Wenn Sie diese Zeilen lesen, schlafe ich wahrscheinlich noch. Durch das gekippte Fenster dringt das Rauschen des Pazifiks, es duftet nach Harz. Ich träume von endlosen Kiefernwäldern, Schwarzbären und Buckelwalen. Ich werde unvorstellbare 10 000 Kilometer entfernt von zu Hause sein, eine Vorstellung, die mich mit grosser Vorfreude und leiser Panik erfüllt. Im nächsten Sommer wird Pünktchen voraussichtlich eine Lehre beginnen, und so wollen wir diesen Sommer, quasi nach der Pandemie und vor dem Berufseintritt, nutzen für die letzten grossen Familienferien. Eine eingefleischte Globetrotterin bin ich noch nie gewesen, aber mittlerweile bin ich richtig aus der Übung gekommen.

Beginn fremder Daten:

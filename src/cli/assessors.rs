//! `repobench assessors` command

use crate::ai::AiConfig;
use crate::assessors::{AssessorRegistry, AssessorSettings};
use anyhow::Result;
use console::style;

/// Run the `repobench assessors` command.
pub fn run() -> Result<()> {
    // Register the LLM score too so it shows up in the listing
    let settings = AssessorSettings {
        llm: Some(AiConfig::default()),
        ..Default::default()
    };
    let registry = AssessorRegistry::builtin(&settings);

    println!();
    for entry in registry.iter() {
        let id = entry.assessor.id();
        let opt_in = if id == "llm_score" { " (opt-in: --llm)" } else { "" };
        println!(
            "  {:<16} {:<16} {}{}",
            style(&entry.name).cyan().bold(),
            style(id).dim(),
            entry.assessor.description(),
            opt_in
        );
    }
    println!();
    Ok(())
}
//! User-level configuration for repobench
//!
//! Loaded from `~/.config/repobench/config.toml` (platform config dir). Every
//! field is optional; command-line flags take priority over the file.

use crate::ai::{AiConfig, LlmBackend};
use anyhow::{Context, Result};
use serde::{Deserialize, Serialize};
use std::path::{Path, PathBuf};
use tracing::{debug, warn};

#[derive(Debug, Default, Clone, PartialEq, Deserialize, Serialize)]
pub struct UserConfig {
    #[serde(default)]
    pub history: HistorySection,
    #[serde(default)]
    pub tools: ToolsSection,
    #[serde(default)]
    pub llm: LlmSection,
}

#[derive(Debug, Default, Clone, PartialEq, Deserialize, Serialize)]
pub struct HistorySection {
    /// Run history database file
    pub path: Option<PathBuf>,
    /// Set to false to never record runs
    pub enabled: Option<bool>,
}

#[derive(Debug, Default, Clone, PartialEq, Deserialize, Serialize)]
pub struct ToolsSection {
    /// Python interpreter for `python -m <tool>` fallbacks (default: python3)
    pub python: Option<String>,
    /// Per-tool timeout in seconds (default: 300)
    pub timeout_secs: Option<u64>,
    /// Dynamic security scan timeout in seconds (default: 120)
    pub zap_timeout_secs: Option<u64>,
    /// Profiling samples per codebase (default: 3)
    pub profile_runs: Option<usize>,
}

#[derive(Debug, Default, Clone, PartialEq, Deserialize, Serialize)]
pub struct LlmSection {
    /// Register the LlmScore assessor without passing `--llm`
    pub enabled: Option<bool>,
    /// "anthropic" (default), "openai" or "ollama"
    pub backend: Option<String>,
    pub model: Option<String>,
}

impl UserConfig {
    /// Load the user config file. A missing file yields defaults; an
    /// unreadable or invalid one is logged and ignored.
    pub fn load() -> Self {
        let mut config = UserConfig::default();
        if let Some(path) = Self::user_config_path().filter(|p| p.exists()) {
            match Self::load_from(&path) {
                Ok(user_config) => config.merge(user_config),
                Err(e) => warn!("Ignoring user config: {:#}", e),
            }
        }
        config
    }

    pub fn load_from(path: &Path) -> Result<Self> {
        let content = std::fs::read_to_string(path)
            .with_context(|| format!("Failed to read {}", path.display()))?;
        let config = toml::from_str::<UserConfig>(&content)
            .with_context(|| format!("Invalid TOML in {}", path.display()))?;
        debug!("Loaded user config from {}", path.display());
        Ok(config)
    }

    /// Get the user config file path
    pub fn user_config_path() -> Option<PathBuf> {
        dirs::config_dir().map(|p| p.join("repobench").join("config.toml"))
    }

    /// Merge another config into this one (other takes priority)
    pub fn merge(&mut self, other: UserConfig) {
        if other.history.path.is_some() {
            self.history.path = other.history.path;
        }
        if other.history.enabled.is_some() {
            self.history.enabled = other.history.enabled;
        }
        if other.tools.python.is_some() {
            self.tools.python = other.tools.python;
        }
        if other.tools.timeout_secs.is_some() {
            self.tools.timeout_secs = other.tools.timeout_secs;
        }
        if other.tools.zap_timeout_secs.is_some() {
            self.tools.zap_timeout_secs = other.tools.zap_timeout_secs;
        }
        if other.tools.profile_runs.is_some() {
            self.tools.profile_runs = other.tools.profile_runs;
        }
        if other.llm.enabled.is_some() {
            self.llm.enabled = other.llm.enabled;
        }
        if other.llm.backend.is_some() {
            self.llm.backend = other.llm.backend;
        }
        if other.llm.model.is_some() {
            self.llm.model = other.llm.model;
        }
    }

    pub fn history_enabled(&self) -> bool {
        self.history.enabled.unwrap_or(true)
    }

    pub fn llm_enabled(&self) -> bool {
        self.llm.enabled.unwrap_or(false)
    }

    /// LLM client settings from the `[llm]` section
    pub fn llm_config(&self) -> Result<AiConfig> {
        let backend = match self.llm.backend.as_deref() {
            Some(name) => name.parse::<LlmBackend>()?,
            None => LlmBackend::default(),
        };
        Ok(AiConfig {
            backend,
            model: self.llm.model.clone(),
            ..Default::default()
        })
    }
}
//! Scalability: concurrency primitives and caching libraries in use

use super::base::{Assessor, AssessorSettings, NO_PYTHON_FILES};
use crate::models::AssessmentOutcome;
use crate::parsers;
use crate::scoring::clamp_score;
use anyhow::Result;
use std::path::Path;

const CACHING_KEYWORDS: [&str; 5] = ["redis", "memcached", "celery", "cache", "cachetools"];

pub struct ScalabilityAssessor;

impl ScalabilityAssessor {
    pub fn new(_settings: &AssessorSettings) -> Self {
        Self
    }
}

impl Assessor for ScalabilityAssessor {
    fn id(&self) -> &'static str {
        "scalability"
    }

    fn description(&self) -> &'static str {
        "Async I/O, multiprocessing and caching usage"
    }

    fn assess(&self, codebase: &Path) -> Result<AssessmentOutcome> {
        let files = parsers::python_files(codebase);
        if files.is_empty() {
            return Ok(AssessmentOutcome::neutral(0.0, NO_PYTHON_FILES));
        }
        let parsed = parsers::parse_files(&files);

        let imports: Vec<String> = parsed
            .files
            .iter()
            .flat_map(|file| file.imports())
            .collect();
        let (total_functions, async_functions) =
            parsed.files.iter().fold((0usize, 0usize), |(total, asyncs), file| {
                let functions = file.functions();
                let n_async = functions.iter().filter(|f| f.is_async).count();
                (total + functions.len(), asyncs + n_async)
            });

        let uses_asyncio = imports.iter().any(|m| m.contains("asyncio") || m.contains("async"));
        let uses_multiprocessing = imports.iter().any(|m| m.contains("multiprocessing"));
        let uses_caching = imports
            .iter()
            .any(|m| CACHING_KEYWORDS.iter().any(|kw| m.contains(kw)));

        let mut score = 0.0;
        let mut details = Vec::new();
        if uses_asyncio {
            score += 3.0;
            details.push("Uses 'asyncio' for I/O-bound concurrency.".to_string());
        }
        if uses_multiprocessing {
            score += 3.0;
            details.push("Uses 'multiprocessing' for CPU-bound parallelism.".to_string());
        }
        if uses_caching {
            score += 2.0;
            details.push(
                "Appears to use a caching or task queue library (e.g., Redis, Celery)."
                    .to_string(),
            );
        }

        let async_ratio = if total_functions > 0 {
            async_functions as f64 / total_functions as f64
        } else {
            0.0
        };
        score += async_ratio * 2.0;
        if async_ratio > 0.0 {
            details.push(format!("{:.1}% of functions are async.", async_ratio * 100.0));
        }
        if details.is_empty() {
            details.push("No concurrency or caching features detected.".to_string());
        }

        Ok(AssessmentOutcome::new(clamp_score(score), details)
            .with_metric("uses_asyncio", uses_asyncio)
            .with_metric("uses_multiprocessing", uses_multiprocessing)
            .with_metric("uses_caching", uses_caching)
            .with_metric("async_ratio", async_ratio))
    }
}

#[cfg(test)]
mod tests {
    use super::*;

    #[test]
    fn test_detects_concurrency_and_caching() {
        let dir = tempfile::tempdir().unwrap();
        std::fs::write(
            dir.path().join("svc.py"),
            "import asyncio\nfrom multiprocessing import Pool\nimport redis\n\nasync def fetch():\n    pass\n\ndef compute():\n    pass\n",
        )
        .unwrap();
        let outcome = ScalabilityAssessor.assess(dir.path()).unwrap();
        assert_eq!(outcome.score, 9.0);
        assert_eq!(outcome.details.len(), 4);
        assert_eq!(outcome.details[3], "50.0% of functions are async.");
    }

    #[test]
    fn test_plain_code_scores_zero() {
        let dir = tempfile::tempdir().unwrap();
        std::fs::write(dir.path().join("a.py"), "import os\n\ndef f():\n    pass\n").unwrap();
        let outcome = ScalabilityAssessor.assess(dir.path()).unwrap();
        assert_eq!(outcome.score, 0.0);
        assert_eq!(outcome.details, vec!["No concurrency or caching features detected."]);
    }
}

Ein grosses Familienabenteuer

Die Kleinkinderjahre verbrachten wir jeweils am Neuenburgersee, später zogen wir relativ spontan mit dem VW-Bus los; campen in den Schweizer Alpen oder eine italienische Insel als Ziel. Dies erforderte wenig Vorbereitung, Wetter und Laune gaben die Route vor. Unsere diesjährige Reise nach Westkanada erforderte da schon mehr an Planung. Seit Langem sassen wir wieder einmal in einem Reisebüro, planten Routen, verwarfen Ideen und schluckten leer. Spontaneität war ausgeschlossen, bereits im März gehörten wir quasi zu den «Spätbuchern», und das Loch, das in unsere Kasse gerissen wird, ist ähnlich gross wie unsere Flugscham. Und doch, wir freuen uns auf dieses Familienabenteuer. Zurückgeworfen auf unser kleines Quartett, zusammengeschweisst durch neue Erlebnisse und gute drei Wochen Zeit, die wir miteinander verbringen werden. Erwartungen an solche Ferien sind hoch, und manchmal braucht es einen Abgleich, wer denn eigentlich was unter einer gelungenen Reise versteht. Einer ist scharf auf Outlets und Sneakers, eine sagt «Hauptsache, nicht zu heiss». Eine schleppt kiloweise Bücher in die kanadische Wildnis, einer versucht die anderen Familienmitglieder zum Bungeejumping zu überreden. Dabei sollte uns eigentlich klar sein, dass Vorstellungen und Realität oft gerade in den von überhöhten Erwartungen besetzten Ferien weit auseinanderklaffen können. Unvergessen die Sommerferien, die wir mit dem Kleinkind am statt im Wasser verbrachten. Anstatt zu planschen, versteifte es sich darauf, den Strand ausschliesslich mit Socken zu betreten und dem unbekannten Gewässer fernzubleiben. Dann gab es den Hitzesommer an der Ostsee, bei dem wir in der Ferienwohnung die schattenspendenden Rollos erst am Tag der Abreise entdeckten. Oder das Gewitter, das den VW-Bus in den Walliser Alpen innert Minuten unter Wasser setzte. Alles nicht ideal, aber Erinnerungen, die bleiben. Das Ristorante im toskanischen Bergdorf, das in keinem Reiseführer stand, die wilden Kaninchen auf Rügen. Der Blick aus der Ferne auf Kate und William, der Sonnenuntergang am schwedischen See, an dessen Name sich keiner mehr erinnert – alles nicht geplant, sondern vor die Füsse gepurzelt. Und dankbar aufgehoben. Vielleicht bleiben solche Erlebnisse besonders stark in der Erinnerung, weil sie einem geschenkt wurden.

Als unsere Kinder noch kleiner waren, traf der Spruch «Ferien sind Alltag unter erschwerten Bedingungen» durchaus zu. Auch in den Ferien muss gewickelt werden, hungrige Kinder quengeln auch in den Bergen, und ausgeschlafen wird nicht länger, nur weil die Eltern seit Monaten auf eine kleine Auszeit hingefiebert haben. Mit grösseren Kindern wird Reisen entspannter. Sie packen ihre Koffer selbst, trauen sich allein aufs WC und, ja, ich gebe es zu – manchmal ist Medienzeit dem Seelenfrieden aller zuträglich.

Reibung bedeutet auch Wärme

Egal, wie seriös wir planen und was wir uns erhoffen: Wir werden viel erleben. Viel sehen, viel diskutieren. Rechts oder links? Wandern oder Kanu fahren? Burger oder Pizza? Shopping oder Museum? Wir werden Rituale entwickeln und Kompromisse aushandeln. Wir werden streiten und uns versöhnen. Denn Reibung bedeutet immer auch Wärme; wie auf dem Randen, so in den Rocky Mountains.